But before politics came poetry, and before poetry came rap. An early love of verse evolved into a fascination with hip-hop, and Shah drew inspiration from two American artists in particular: Tupac Shakur and Curtis '50 Cent' Jackson — both of whom channelled the raw frustrations of communities ignored by power into music that travelled far beyond its origins. Shah did the same in Nepali.

His debut track, 'Sadak Balak' ('Street Child'), dropped in 2012. A year later, he appeared on Raw Barz, a YouTube rap-battle series that helped legitimise underground hip-hop in Nepal, and a following began to build. His music was not escapist; it named names and called out systems. Those who heard it were not a peripheral subculture — they were a generation.

In parallel, Shah was completing one of the more unusual educational trajectories in Nepali public life: a bachelor's degree in civil engineering in Kathmandu, followed by a master's in structural engineering in Bengaluru, India. He returned to Nepal with technical expertise and an artist's eye for the failures of urban infrastructure. The combination would define his politics.

"The kids who streamed his music have grown up — and in nationwide elections, they handed the 35-year-old the keys to the country." — CNN, March 2026

Mayor of Kathmandu: The Training Ground

Shah first ran for office in 2022 — for the mayoral seat of Kathmandu, as an independent candidate with no party backing, no established machinery, and a campaign built almost entirely on social media and grassroots momentum. The political establishment was not worried. They should have been.

Shah won with 38.6 percent of the vote, defeating the Nepali Congress candidate and a former mayor representing the CPN-UML by more than 23,000 votes. The political class called it a curiosity. His supporters called it a preview.

His tenure as mayor was immediately consequential and deliberately disruptive. He launched sweeping anti-corruption drives and urban clean-up initiatives. He introduced digital building permits and live-streamed city council meetings — small innovations with an outsized symbolic message: governance should be transparent, and citizens should be able to watch it happen.
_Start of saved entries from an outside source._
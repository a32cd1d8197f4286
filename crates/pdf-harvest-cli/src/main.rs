//! pdf-harvest command-line host.
//!
//! ```bash
//! pdf-harvest extract invoice.pdf --tables --classify --fields
//! pdf-harvest extract scan.pdf --ocr --language-handling auto --continue-on-error
//! pdf-harvest extract report.pdf --config pdf-harvest.toml --pages 1-3,5
//! pdf-harvest config
//! ```
//!
//! Results are printed to stdout as JSON. Logs go to stderr and are filtered
//! with `RUST_LOG` (default `info`).

use anyhow::{Context, Result};
use clap::{Parser, Subcommand, ValueEnum};
use pdf_harvest::core::config::{CorrectionLevel, LanguageHandling, OcrQuality};
use pdf_harvest::{ExtractionResult, HarvestError, PdfPipeline, ProcessingOptions};
use std::path::PathBuf;
use std::time::Duration;
use tracing_subscriber::EnvFilter;

#[derive(Parser)]
#[command(name = "pdf-harvest", version, about = "Extract text, tables and fields from PDF documents")]
struct Cli {
    #[command(subcommand)]
    command: Command,
}

#[derive(Subcommand)]
enum Command {
    /// Extract content from one or more PDF files
    Extract(ExtractArgs),

    /// Print the effective options as JSON
    Config {
        /// Options file (TOML, YAML or JSON); `pdf-harvest.toml` is discovered when omitted
        #[arg(long, short)]
        config: Option<PathBuf>,
    },
}

#[derive(clap::Args)]
struct ExtractArgs {
    /// PDF files to process, in order
    #[arg(required = true)]
    files: Vec<PathBuf>,

    /// Options file (TOML, YAML or JSON); `pdf-harvest.toml` is discovered when omitted
    #[arg(long, short)]
    config: Option<PathBuf>,

    /// Page selection such as `1-3,5`
    #[arg(long)]
    pages: Option<String>,

    #[arg(long)]
    first_page_only: bool,

    /// Skip the text layer
    #[arg(long)]
    no_text: bool,

    #[arg(long)]
    metadata: bool,

    /// Rasterize selected pages into base64 PNG data URIs
    #[arg(long)]
    images: bool,

    #[arg(long)]
    tables: bool,

    /// Run OCR when the text layer is empty
    #[arg(long)]
    ocr: bool,

    #[arg(long, value_enum)]
    language_handling: Option<LanguageHandlingArg>,

    /// Primary OCR language (Tesseract code, e.g. `eng`)
    #[arg(long)]
    language: Option<String>,

    /// Extra OCR languages for `multiple` mode
    #[arg(long, value_delimiter = ',')]
    additional_languages: Vec<String>,

    #[arg(long, value_enum)]
    quality: Option<QualityArg>,

    /// Preprocess page images before OCR
    #[arg(long)]
    enhance_image: bool,

    /// Post-correct OCR text at the given level
    #[arg(long, value_enum)]
    correct: Option<CorrectionArg>,

    /// OCR pages in parallel batches
    #[arg(long)]
    parallel: bool,

    /// Classify the document type
    #[arg(long)]
    classify: bool,

    /// Extract fields for the detected document type (implies --classify)
    #[arg(long)]
    fields: bool,

    /// Candidate categories, comma-separated, in tie-break order
    #[arg(long, value_delimiter = ',')]
    categories: Vec<String>,

    /// Directory of custom `*.json` document templates
    #[arg(long)]
    templates: Option<PathBuf>,

    /// Extract text in chunks of this many pages
    #[arg(long)]
    chunk_size: Option<usize>,

    #[arg(long)]
    max_file_size_mb: Option<f64>,

    /// Record optional stage failures in the result instead of aborting
    #[arg(long)]
    continue_on_error: bool,

    /// Log progress at info level
    #[arg(long)]
    progress: bool,

    /// Pretty-print the JSON output
    #[arg(long)]
    pretty: bool,
}

#[derive(Clone, Copy, ValueEnum)]
enum LanguageHandlingArg {
    Single,
    Multiple,
    Auto,
}

#[derive(Clone, Copy, ValueEnum)]
enum QualityArg {
    Fast,
    Balanced,
    Accurate,
}

#[derive(Clone, Copy, ValueEnum)]
enum CorrectionArg {
    Light,
    Medium,
    Aggressive,
}

fn init_tracing() {
    tracing_subscriber::fmt()
        .with_env_filter(EnvFilter::try_from_default_env().unwrap_or_else(|_| EnvFilter::new("info")))
        .with_writer(std::io::stderr)
        .init();
}

fn load_options(config: Option<&PathBuf>) -> Result<ProcessingOptions> {
    match config {
        Some(path) => ProcessingOptions::from_file(path)
            .with_context(|| format!("Failed to load options from {}", path.display())),
        None => Ok(ProcessingOptions::discover()
            .context("Failed to discover options file")?
            .unwrap_or_default()),
    }
}

impl ExtractArgs {
    /// Command-line flags layered over the loaded options.
    fn apply(&self, options: &mut ProcessingOptions) {
        if let Some(pages) = &self.pages {
            options.pages.page_range = Some(pages.clone());
        }
        options.pages.first_page_only |= self.first_page_only;

        if self.no_text {
            options.features.extract_text = false;
        }
        options.features.include_metadata |= self.metadata;
        options.features.extract_images |= self.images;
        options.features.extract_tables |= self.tables;
        options.features.perform_ocr |= self.ocr;

        if let Some(mode) = self.language_handling {
            options.ocr.language_handling = match mode {
                LanguageHandlingArg::Single => LanguageHandling::Single,
                LanguageHandlingArg::Multiple => LanguageHandling::Multiple,
                LanguageHandlingArg::Auto => LanguageHandling::Auto,
            };
        }
        if let Some(language) = &self.language {
            options.ocr.language = language.clone();
        }
        if !self.additional_languages.is_empty() {
            options.ocr.additional_languages = self.additional_languages.clone();
        }
        if let Some(quality) = self.quality {
            options.ocr.quality = Some(match quality {
                QualityArg::Fast => OcrQuality::Fast,
                QualityArg::Balanced => OcrQuality::Balanced,
                QualityArg::Accurate => OcrQuality::Accurate,
            });
        }
        options.ocr.enhance_image |= self.enhance_image;
        if let Some(level) = self.correct {
            options.ocr.enhance_results = true;
            options.ocr.correction_level = match level {
                CorrectionArg::Light => CorrectionLevel::Light,
                CorrectionArg::Medium => CorrectionLevel::Medium,
                CorrectionArg::Aggressive => CorrectionLevel::Aggressive,
            };
        }
        options.ocr.parallel |= self.parallel;

        options.recognition.detect_document_type |= self.classify || self.fields;
        options.recognition.extract_form_fields |= self.fields;
        if !self.categories.is_empty() {
            options.recognition.categories = self
                .categories
                .iter()
                .map(|c| c.trim().to_lowercase())
                .filter(|c| !c.is_empty())
                .collect();
        }
        if let Some(templates) = &self.templates {
            options.recognition.custom_templates_path = Some(templates.clone());
        }

        if let Some(chunk_size) = self.chunk_size {
            options.performance.process_in_chunks = true;
            options.performance.chunk_size = chunk_size;
        }
        if let Some(max) = self.max_file_size_mb {
            options.performance.max_file_size_mb = max;
        }
        options.performance.continue_on_error |= self.continue_on_error;
        options.performance.show_progress |= self.progress;
    }
}

fn build_pipeline(options: &ProcessingOptions) -> pdf_harvest::Result<PdfPipeline> {
    let builder = PdfPipeline::builder().cache_ttl(Duration::from_secs(options.ocr.cache_ttl_secs));

    #[cfg(feature = "pdfium")]
    let builder = builder.with_rasterizer(std::sync::Arc::new(pdf_harvest::pdf::PdfiumRasterizer::new()));

    builder.build()
}

fn to_json(value: &serde_json::Value, pretty: bool) -> Result<String> {
    let json = if pretty {
        serde_json::to_string_pretty(value)
    } else {
        serde_json::to_string(value)
    };
    json.context("Failed to serialize output")
}

/// JSON object for one file: the result, or `{error, code}` when it failed.
fn file_output(result: &pdf_harvest::Result<ExtractionResult>) -> Result<serde_json::Value> {
    Ok(match result {
        Ok(result) => serde_json::to_value(result).context("Failed to serialize result")?,
        Err(e) => error_json(e),
    })
}

fn error_json(error: &HarvestError) -> serde_json::Value {
    serde_json::json!({
        "error": error.to_string(),
        "code": error.code(),
    })
}

async fn run_extract(args: ExtractArgs) -> Result<bool> {
    let mut options = load_options(args.config.as_ref())?;
    args.apply(&mut options);
    options.validate().context("Invalid options")?;

    let pipeline = build_pipeline(&options).context("Failed to initialize extraction engines")?;

    let mut outputs = Vec::with_capacity(args.files.len());
    let mut all_ok = true;
    for file in &args.files {
        tracing::info!(file = %file.display(), "Extracting");
        let result = pipeline.extract(file.clone(), &options).await;
        if let Err(e) = &result {
            tracing::error!(file = %file.display(), code = e.code(), error = %e, "Extraction failed");
            all_ok = false;
        }
        outputs.push(file_output(&result)?);
    }

    let stats = pipeline.ocr_cache().stats();
    tracing::debug!(hits = stats.hits, misses = stats.misses, "OCR cache");
    pipeline.shutdown().context("Failed to shut down extraction engines")?;

    let output = if outputs.len() == 1 {
        outputs.remove(0)
    } else {
        serde_json::Value::Array(outputs)
    };
    println!("{}", to_json(&output, args.pretty)?);

    Ok(all_ok)
}

#[tokio::main]
async fn main() -> Result<()> {
    init_tracing();
    let cli = Cli::parse();

    match cli.command {
        Command::Extract(args) => {
            if !run_extract(args).await? {
                std::process::exit(1);
            }
        }
        Command::Config { config } => {
            let options = load_options(config.as_ref())?;
            let value = serde_json::to_value(&options).context("Failed to serialize options")?;
            println!("{}", to_json(&value, true)?);
        }
    }

    Ok(())
}

#[cfg(test)]
mod tests {
    use super::*;

    fn parse(args: &[&str]) -> ExtractArgs {
        let cli = Cli::try_parse_from(std::iter::once("pdf-harvest").chain(args.iter().copied())).unwrap();
        match cli.command {
            Command::Extract(args) => args,
            Command::Config { .. } => panic!("expected extract"),
        }
    }

    #[test]
    fn test_flags_override_defaults() {
        let args = parse(&[
            "extract",
            "a.pdf",
            "--pages",
            "1-3",
            "--ocr",
            "--language-handling",
            "multiple",
            "--additional-languages",
            "fra,deu",
            "--correct",
            "aggressive",
            "--fields",
            "--categories",
            "invoice, receipt",
            "--chunk-size",
            "5",
        ]);
        let mut options = ProcessingOptions::default();
        args.apply(&mut options);

        assert_eq!(options.pages.page_range.as_deref(), Some("1-3"));
        assert!(options.features.perform_ocr);
        assert_eq!(options.ocr.language_handling, LanguageHandling::Multiple);
        assert_eq!(options.ocr.additional_languages, vec!["fra", "deu"]);
        assert!(options.ocr.enhance_results);
        assert_eq!(options.ocr.correction_level, CorrectionLevel::Aggressive);
        assert!(options.recognition.detect_document_type);
        assert!(options.recognition.extract_form_fields);
        assert_eq!(options.recognition.categories, vec!["invoice", "receipt"]);
        assert!(options.performance.process_in_chunks);
        assert_eq!(options.performance.chunk_size, 5);
        assert!(options.validate().is_ok());
    }

    #[test]
    fn test_unset_flags_keep_loaded_options() {
        let args = parse(&["extract", "a.pdf"]);
        let mut options = ProcessingOptions::default();
        options.features.extract_tables = true;
        options.ocr.language = "deu".to_string();
        args.apply(&mut options);

        assert!(options.features.extract_tables);
        assert!(options.features.extract_text);
        assert_eq!(options.ocr.language, "deu");
        assert!(!options.performance.process_in_chunks);
    }

    #[test]
    fn test_error_json_carries_code() {
        let json = error_json(&HarvestError::PageOutOfRange { page: 9, total: 3 });
        assert_eq!(json["code"], "ERR_INVALID_PAGE_RANGE");
        assert!(json["error"].as_str().unwrap().contains("page 9"));
    }

    #[test]
    fn test_file_input_is_required() {
        assert!(Cli::try_parse_from(["pdf-harvest", "extract"]).is_err());
    }
}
He ordered garbage collectors to stop collecting waste from government offices — including the Prime Minister's office — citing, in his words, 'neglect, lack of responsibility and carelessness shown by the federal government.' The stunt made international headlines.

He also sought to dig out the Tukucha River, which had been built over for decades, and demolished part of the Jai Nepal Cinema Hall in the process. A court halted further demolition. Critics accused him of overreach; supporters saw a man willing to literally break things to fix them.

His administration was not without controversy. Enforcement actions against street vendors drew criticism from rights groups. His office went months without paying staff following a dispute with a city official he alleged was corrupt. He displayed a 'Greater Nepal' map — including Indian territories — in his office, triggering a diplomatic row with New Delhi. He cancelled a trip to China after Beijing released a map he considered disrespectful to Nepal's territorial claims. In an expletive-laden Facebook post later deleted, he directed blunt language at the governments of the US, India, and China simultaneously.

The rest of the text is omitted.